Mettendo in evidenza la necessità di ampliare gli spazi di collaborazione, al fine di incrementare l’efficacia delle politiche pubbliche di cybersicurezza, l’analisi suggerisce il ricorso ad alcuni istituti in grado di instaurare una relazione (maggiormente) sinergica fra pubblico-privato, specificamente nell’ambito degli appalti pubblici di beni e servizi di cybersicurezza, fra cui gli appalti innovativi (in particolare il partenariato per l’innovazione). Procedure di scelta del contraente, vale a dire, caratterizzate da una maggior collaborazione fra chi si trova ad acquistare beni o servizi – i soggetti pubblici – e chi, invece, quei beni o servizi li vende – i soggetti privati – in grado di ridurre le criticità tipiche del mercato tecnologico nella fase di acquisto di beni e servizi.
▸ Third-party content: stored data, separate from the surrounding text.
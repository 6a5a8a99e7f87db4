use async_trait::async_trait;
use chrono::Utc;
use reqwest::Client;
use std::time::Duration;

use crate::{
    config::DEFAULT_BASE_URL,
    error::ExtractError,
    model::{OwPayload, RawObservation},
};

use super::WeatherProvider;

/// Request settings for the OpenWeather current-weather endpoint.
#[derive(Debug, Clone)]
pub struct OpenWeatherOptions {
    pub base_url: String,
    pub country_code: String,
    pub lang: String,
    pub timeout: Duration,
}

impl Default for OpenWeatherOptions {
    fn default() -> Self {
        Self {
            base_url: DEFAULT_BASE_URL.to_string(),
            country_code: "BR".to_string(),
            lang: "pt_br".to_string(),
            timeout: Duration::from_secs(30),
        }
    }
}

#[derive(Debug, Clone)]
pub struct OpenWeatherProvider {
    api_key: String,
    options: OpenWeatherOptions,
    http: Client,
}

impl OpenWeatherProvider {
    pub fn new(api_key: String, options: OpenWeatherOptions) -> Result<Self, ExtractError> {
        let http = Client::builder().timeout(options.timeout).build()?;

        Ok(Self { api_key, options, http })
    }

    pub fn default_country(&self) -> &str {
        &self.options.country_code
    }

    async fn fetch_current(&self, city: &str, country_code: &str) -> Result<OwPayload, ExtractError> {
        let query = format!("{city},{country_code}");

        let res = self
            .http
            .get(&self.options.base_url)
            .query(&[
                ("q", query.as_str()),
                ("appid", self.api_key.as_str()),
                ("units", "metric"),
                ("lang", self.options.lang.as_str()),
            ])
            .send()
            .await?;

        let status = res.status();
        let body = res.text().await?;

        if !status.is_success() {
            return Err(ExtractError::http(status.as_u16(), &body));
        }

        Ok(serde_json::from_str(&body)?)
    }
}

#[async_trait]
impl WeatherProvider for OpenWeatherProvider {
    async fn extract(
        &self,
        city: &str,
        country_code: Option<&str>,
    ) -> Result<RawObservation, ExtractError> {
        let country_code = country_code.unwrap_or(self.default_country());
        tracing::info!(city = %city, country = %country_code, "extracting current weather");

        let payload = self.fetch_current(city, country_code).await?;

        tracing::info!(city = %city, "extraction succeeded");
        Ok(RawObservation { payload, extracted_at: Utc::now() })
    }
}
Il ricorso agli appalti innovativi, a ben guardare, consentirebbe il recupero della funzione pianificatoria pubblica: lo Stato non si troverebbe più nella situazione di “subire” le scelte del fornitore di tecnologia, ma avrebbe astrattamente la possibilità di confrontarsi con le imprese in una situazione di eguaglianza e parità (tecnica, informativa, gestionale). Anzi, avrebbe addirittura potenzialmente uno strumento con cui guidare il processo tecnologico attraverso una collaborazione “orientata” al raggiungimento dei fini posti dal soggetto pubblico e dai suoi fabbisogni, sulla scia dello Stato Innovatore (recte: Entrepreneurial State) teorizzato da M. Mazzucato, affiorando in tal modo un suo ritrovato ruolo centrale – come del resto testimoniano i tentativi di alcuni Paesi di costruire infrastrutture digitali statali. Tutto ciò però è condizionato dal raggiungimento di un livello più elevato di alfabetismo digitale, nella società civile e nella Pubblica Amministrazione, tramite una solida promozione della cultura ICT e, nello specifico, di cybersicurezza.